The Licensing Problem
For Aux to work properly, to generate samples that were genuinely useful across genres and styles, the model needed to be trained on a large, diverse dataset of music. Not just any music, but properly licensed music. That means licensing deals. Potentially with major labels. The kind of multi-year, resource-intensive negotiation process that’s a full-time job in itself.
I knew this going in, but I thought I could start small and build up. The reality is that “start small” in music licensing still means lawyers, contracts, and conversations that move at a pace measured in quarters, not weeks.
With Poison Pill, I initially found an approach that didn’t require training on existing music at all, an adversarial attack that could be applied without a reference dataset. The problem was that it wasn’t generalisable. It worked against specific models but fell apart when tested against a broader range of AI systems. A defence that only works against one attacker isn’t much of a defence.
The technique that did generalise, general adversarial perturbations, required exactly what I was trying to avoid: training on a large dataset of music. Which brought me right back to the same licensing conversation I was already struggling with on the Aux side.
The Irony That Killed It
Here’s the part that really got to me.
Musicians, understandably, have a deeply negative opinion of AI technology right now. They’ve watched generative models get trained on their work without permission or compensation. They’ve seen AI-generated tracks flood streaming platforms.
So when I approached musicians about licensing their music for Aux, an AI tool, however useful, the answer was almost always no. I get it. Why would you hand over your work to train yet another AI system, even one that’s trying to help you?
But the real kicker was Poison Pill. Here’s a tool explicitly designed to protect musicians from AI. It’s on their side. And yet the conversation still went: “To build this defence system, I need to license your music to train it.” The look on people’s faces when I explained that was enough. You’re asking musicians who are angry about AI training on their work to… let you train on their work. The fact that the end goal is protective doesn’t change the visceral reaction to that ask.

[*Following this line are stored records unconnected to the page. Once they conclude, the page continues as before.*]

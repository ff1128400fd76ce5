use anyhow::Result;
use clap::{Arg, ArgMatches, Command};
use flint_core::{Pipeline, pages};
use flint_dev_server::{LiveServer, LiveServerConfig, ReloadHandle, livereload_script};
use notify_debouncer_mini::{DebounceEventResult, new_debouncer};
use std::{path::PathBuf, time::Duration};

use crate::cmd::build::add_build_args;
use crate::config::FlintConfig;

pub fn make_subcommand() -> Command {
    add_build_args(Command::new("serve"))
        .about("Start development server with live reload")
        .arg(
            Arg::new("port")
                .short('p')
                .long("port")
                .value_name("PORT")
                .help("Port to serve on [default: 3000]"),
        )
        .arg(
            Arg::new("host")
                .long("host")
                .value_name("HOST")
                .help("Host to bind to [default: 127.0.0.1]"),
        )
        .arg(
            Arg::new("open")
                .long("open")
                .help("Open browser automatically")
                .action(clap::ArgAction::SetTrue),
        )
}

pub async fn execute(args: &ArgMatches) -> Result<()> {
    let config = FlintConfig::load(args)?;
    let build_config = config.build_config();

    let source_dir = PathBuf::from(&build_config.source);
    let output_dir = PathBuf::from(&build_config.output);
    let config_file = PathBuf::from(&build_config.config);

    let server_config = LiveServerConfig {
        host: build_config.host.clone(),
        port: build_config.port,
        root: output_dir.clone(),
        open: build_config.open,
        cors: build_config.cors,
    };
    let server = LiveServer::new(server_config);
    let reload = server.reload_handle();

    let pipeline = Pipeline::new(&source_dir, &output_dir, config.pipeline.clone())
        .inject_html(livereload_script(&build_config.host, build_config.port));

    // Initial build so the server has something to serve.
    pipeline.prepare_output()?;
    pipeline.refresh()?;

    let server_handle = tokio::spawn(async move {
        if let Err(e) = server.run().await {
            eprintln!("Dev server error: {}", e);
        }
    });

    let watcher_handle = tokio::spawn(async move {
        if let Err(e) = watch_sources(pipeline, source_dir, config_file, reload).await {
            eprintln!("Source watcher error: {}", e);
        }
    });

    // Wait for both tasks
    let _ = tokio::try_join!(server_handle, watcher_handle)?;

    Ok(())
}

async fn watch_sources(
    pipeline: Pipeline,
    source_dir: PathBuf,
    config_file: PathBuf,
    reload: ReloadHandle,
) -> Result<()> {
    let (tx, mut rx) = tokio::sync::mpsc::channel(100);

    let mut debouncer = new_debouncer(
        Duration::from_millis(500),
        move |res: DebounceEventResult| {
            if let Ok(events) = res {
                for event in events {
                    let _ = tx.blocking_send(event.path);
                }
            }
        },
    )?;

    debouncer
        .watcher()
        .watch(&source_dir, notify::RecursiveMode::Recursive)?;
    println!("Watching source directory: {}", source_dir.display());

    if config_file.exists() {
        debouncer
            .watcher()
            .watch(&config_file, notify::RecursiveMode::NonRecursive)?;
        println!("Watching config file: {}", config_file.display());
    }

    let abs_source_dir = source_dir.canonicalize().unwrap_or(source_dir.clone());

    while let Some(path) = rx.recv().await {
        let abs_path = path.canonicalize().unwrap_or(path.clone());

        // Pages rendered into the source root come back as change
        // events of their own. Reloading is enough; rebuilding here
        // would echo forever.
        let generated_page = abs_path.extension().map(|ext| ext == "html").unwrap_or(false)
            && abs_path.parent() == Some(abs_source_dir.as_path());
        if generated_page {
            log::debug!("generated page changed: {}", path.display());
            reload.request_full_reload();
            continue;
        }

        let result = if pages::is_template(&abs_path) {
            // A template change re-renders every page. Templates share
            // includes and no dependency graph is tracked.
            pipeline.refresh_pages()
        } else {
            pipeline.refresh()
        };

        match result {
            Ok(()) => {
                println!("Rebuilt after change: {}", path.display());
                reload.request_full_reload();
            }
            Err(e) => {
                eprintln!("Build error: {}", e);
            }
        }
    }

    Ok(())
}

I got tired of that conversation very quickly. Not because the musicians were wrong, they weren’t, but because I realised I was trying to solve a problem where the solution required the very thing the people I was trying to help were most opposed to.
Knowing When to Walk Away
I could have pushed through. I could have spent the next two years building licensing relationships, negotiating deals, and slowly assembling the datasets both products needed. But I’ve been through that process before with previous companies, and I know what it costs; not just in money, but in time, focus, and energy. I wasn’t willing to go through it again. Not for these products, not at this stage.
That might sound like giving up. But I think there’s a difference between giving up and choosing not to re-enter a game you’ve already played. I know what a multi-year licensing grind looks like. I know how it eats into everything else. And I have other products, Direct and Podtastic, that don’t have this particular bottleneck and are closer to where I want to be.
The music industry’s relationship with AI is going to evolve. Licensing frameworks will mature. Someone will figure out the right model for training AI systems on music in a way that’s fair and transparent. But that someone doesn’t have to be me, and it doesn’t have to be now.
Aux and Poison Pill taught me something I probably should have seen earlier: sometimes the biggest obstacle isn’t technical. It’s not even commercial. It’s structural. When the thing you need to build the product is the thing your users are least willing to give you.